WHAT NEEDS TO BE DONE
Taking the listing below, restate word for word each line from the line with "scripting and automation." to the line with "the call site).", ends included, and stop there.
= Beginning of Section =
//! Employee records

use chrono::NaiveDate;
use serde::{Deserialize, Serialize};

use super::{lenient, RecordId, Resource};
use crate::format;
use crate::validation::{Checker, Validate, ValidationErrors};

#[derive(Debug, Clone, Default, PartialEq, Serialize, Deserialize)]
#[serde(default)]
pub struct Employee {
    #[serde(skip_serializing_if = "Option::is_none")]
    pub id: Option<RecordId>,
    #[serde(skip_serializing_if = "Option::is_none")]
    pub business_id: Option<RecordId>,
    #[serde(skip_serializing_if = "Option::is_none")]
    pub first_name: Option<String>,
    #[serde(skip_serializing_if = "Option::is_none")]
    pub last_name: Option<String>,
    #[serde(skip_serializing_if = "Option::is_none")]
    pub email: Option<String>,
    #[serde(skip_serializing_if = "Option::is_none")]
    pub phone: Option<String>,
    #[serde(skip_serializing_if = "Option::is_none")]
    pub position: Option<String>,
    #[serde(
        deserialize_with = "lenient::opt_date",
        skip_serializing_if = "Option::is_none"
    )]
    pub hire_date: Option<NaiveDate>,
    #[serde(
        deserialize_with = "lenient::opt_f64",
        skip_serializing_if = "Option::is_none"
    )]
    pub hourly_rate: Option<f64>,
    /// "hourly" or "salary"
    #[serde(skip_serializing_if = "Option::is_none")]
    pub pay_type: Option<String>,
    #[serde(
        deserialize_with = "lenient::opt_bool",
        skip_serializing_if = "Option::is_none"
    )]
    pub active: Option<bool>,
    #[serde(skip_serializing_if = "Option::is_none")]
    pub photo_url: Option<String>,
}

impl Employee {
    /// Display name, falling back to the id when no name is on file
    pub fn display_name(&self) -> String {
        let name = format::full_name(self.first_name.as_deref(), self.last_name.as_deref());
        if name.is_empty() {
            self.id
                .as_ref()
                .map(|id| format!("#{}", id))
                .unwrap_or_default()
        } else {
            name
        }
    }
}

impl Resource for Employee {
    const PATH: &'static str = "employees";
    const SINGULAR: &'static str = "employee";
    const COLLECTION_KEYS: &'static [&'static str] = &["employees"];
    const LABEL: &'static str = "Employee";

    fn id(&self) -> Option<&RecordId> {
        self.id.as_ref()
    }
}

impl Validate for Employee {
    fn validate(&self) -> Result<(), ValidationErrors> {
        Checker::new()
            .required_str("first_name", self.first_name.as_deref())
            .required_str("last_name", self.last_name.as_deref())
            .email("email", self.email.as_deref())
            .at_least("hourly_rate", self.hourly_rate, 0.0)
            .one_of("pay_type", self.pay_type.as_deref(), &["hourly", "salary"])
            .finish()
    }
}

#[cfg(test)]
mod tests {
    use super::*;

    fn employee(first: &str, last: &str) -> Employee {
        Employee {
            first_name: Some(first.to_string()),
            last_name: Some(last.to_string()),
            ..Default::default()
        }
    }

    #[test]
    fn test_display_name() {
        assert_eq!(employee("Ana", "Ruiz").display_name(), "Ana Ruiz");

        let anonymous = Employee {
            id: Some(RecordId::from(12)),
            ..Default::default()
        };
        assert_eq!(anonymous.display_name(), "#12");
    }

    #[test]
    fn test_validation() {
        assert!(employee("Ana", "Ruiz").validate().is_ok());

        let mut bad = employee("Ana", "");
        bad.email = Some("ana-at-example".to_string());
        bad.hourly_rate = Some(-3.0);
        let err = bad.validate().unwrap_err();
        assert!(err.has_field("last_name"));
        assert!(err.has_field("email"));
        assert!(err.has_field("hourly_rate"));
    }

    #[test]
    fn test_create_body_omits_empty_fields() {
        let body = serde_json::to_value(employee("Ana", "Ruiz")).unwrap();
        assert_eq!(
            body,
            serde_json::json!({"first_name": "Ana", "last_name": "Ruiz"})
        );
    }
}
//! Scope file reading and path construction.
//!
//! Responsibilities:
//! - Turn a scope name into the path of its backing file.
//! - Parse a backing file into a flat key/value mapping.
//!
//! Does NOT handle:
//! - Precedence across sources (see the resolver).
//! - Caching of parsed files (owned by the engine).

mod file;
mod path;

pub use file::read_scope_file;
pub use path::{scope_file_path, validate_scope_name};
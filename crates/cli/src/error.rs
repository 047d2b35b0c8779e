//! CLI exit codes for scripting and automation.
//!
//! Responsibilities:
//! - Define structured exit codes that scripts can use to distinguish
//!   error types.
//! - Map ConfigError variants to appropriate exit codes.
//!
//! Does NOT handle:
//! - Error message formatting (messages go to stderr at the call site).
//!
//! Invariants:
//! - Exit codes 1-5 are reserved for specific error categories.

use envscope_core::ConfigError;

/// Structured exit codes for envscope.
///
/// These codes let scripts distinguish failure modes: fix the scope
/// name, supply a default, or treat the key as genuinely unset.
#[derive(Debug, Clone, Copy, PartialEq, Eq)]
#[repr(u8)]
pub enum ExitCode {
    /// Success - the command completed (including a non-strict miss).
    Success = 0,

    /// General error - unhandled or generic failure.
    GeneralError = 1,

    /// Usage error - arguments that cannot be interpreted, such as a
    /// `--default` that does not parse as the requested type.
    UsageError = 2,

    /// The scope name contains illegal characters.
    InvalidScope = 3,

    /// Strict mode: no source tier defined the key.
    NotFound = 4,

    /// The raw value did not convert to the requested type.
    InvalidValue = 5,
}

impl ExitCode {
    /// Convert the exit code to an i32 for use with std::process::exit().
    pub const fn as_i32(self) -> i32 {
        self as u8 as i32
    }

    /// Map a resolution error onto its exit code.
    pub fn from_config_error(error: &ConfigError) -> Self {
        match error {
            ConfigError::InvalidScopeName { .. } => ExitCode::InvalidScope,
            ConfigError::KeyNotFound { .. } => ExitCode::NotFound,
            ConfigError::InvalidValue { .. } => ExitCode::InvalidValue,
            ConfigError::GlobalAlreadyInitialized => ExitCode::GeneralError,
        }
    }
}
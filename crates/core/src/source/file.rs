//! Scope file parsing.
//!
//! Responsibilities:
//! - Read one scope file into a flat `String -> String` mapping.
//!
//! Does NOT handle:
//! - Path construction or scope name validation (see `path.rs`).
//!
//! Invariants:
//! - Reading is total: a missing or unreadable file yields an empty
//!   mapping and malformed lines are skipped, never surfaced as errors.
//! - The dotenv grammar applies: `#` comments and blank lines are
//!   ignored, keys and values are trimmed, surrounding matching single
//!   or double quotes are stripped.

use std::collections::HashMap;
use std::path::Path;

/// Parse a scope file into a flat key/value mapping.
///
/// Later occurrences of a key win over earlier ones within one file.
pub fn read_scope_file(path: &Path) -> HashMap<String, String> {
    let entries = match dotenvy::from_path_iter(path) {
        Ok(entries) => entries,
        Err(error) => {
            tracing::debug!(
                path = %path.display(),
                error = %error,
                "scope file missing or unreadable, treating as empty"
            );
            return HashMap::new();
        }
    };

    let mut mapping = HashMap::new();
    for entry in entries {
        match entry {
            Ok((key, value)) => {
                mapping.insert(key, value);
            }
            Err(error) => {
                tracing::warn!(
                    path = %path.display(),
                    error = %error,
                    "skipping malformed line in scope file"
                );
            }
        }
    }
    mapping
}
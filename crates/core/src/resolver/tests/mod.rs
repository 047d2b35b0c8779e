//! Tests for the resolution engine.
//!
//! Responsibilities:
//! - Test scope precedence, source-tier precedence, typed conversion
//!   policy, and cache lifecycle.
//!
//! Invariants:
//! - Tests that touch the process environment use `serial_test` plus the
//!   crate-global lock, and distinctive variable names.
//! - Scope files live in per-test temporary directories.

use std::path::Path;
use std::sync::Mutex;

pub mod convert_tests;
pub mod policy_tests;

/// Returns the global test lock for environment variable isolation.
pub fn env_lock() -> &'static Mutex<()> {
    crate::test_util::global_test_lock()
}

/// Write a scope file (`.env` or `.env.<scope>`) into `dir`.
pub fn write_scope_file(dir: &Path, scope: Option<&str>, contents: &str) {
    let name = match scope {
        None => ".env".to_string(),
        Some(scope) => format!(".env.{scope}"),
    };
    std::fs::write(dir.join(name), contents).unwrap();
}
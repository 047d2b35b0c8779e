//! Centralized constants for the envscope workspace.
//!
//! Default values and fixed vocabularies used across crates, kept in one
//! place to avoid magic-string duplication.

// =============================================================================
// Scope Resolution Defaults
// =============================================================================

/// Environment variable consulted for the ambient scope when neither a
/// call-level scope nor an engine override applies.
pub const DEFAULT_SCOPE_ENV_VAR: &str = "SCOPE";

/// Base directory searched for scope files when none is configured.
pub const DEFAULT_BASE_DIR: &str = ".";

/// File name of the root (unscoped) source. Named scopes append
/// `.<scope>` to this name, e.g. `.env.dev`.
pub const ROOT_FILE_NAME: &str = ".env";

// =============================================================================
// Boolean Value Vocabulary
// =============================================================================

/// Accepted truthy spellings for boolean values (matched case-insensitively).
pub const TRUTHY_VALUES: [&str; 4] = ["true", "1", "yes", "on"];

/// Accepted falsy spellings for boolean values (matched case-insensitively).
pub const FALSY_VALUES: [&str; 4] = ["false", "0", "no", "off"];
= End of Section =
RESULT
//! CLI exit codes for scripting and automation.
//!
//! Responsibilities:
//! - Define structured exit codes that scripts can use to distinguish
//!   error types.
//! - Map ConfigError variants to appropriate exit codes.
//!
//! Does NOT handle:
//! - Error message formatting (messages go to stderr at the call site).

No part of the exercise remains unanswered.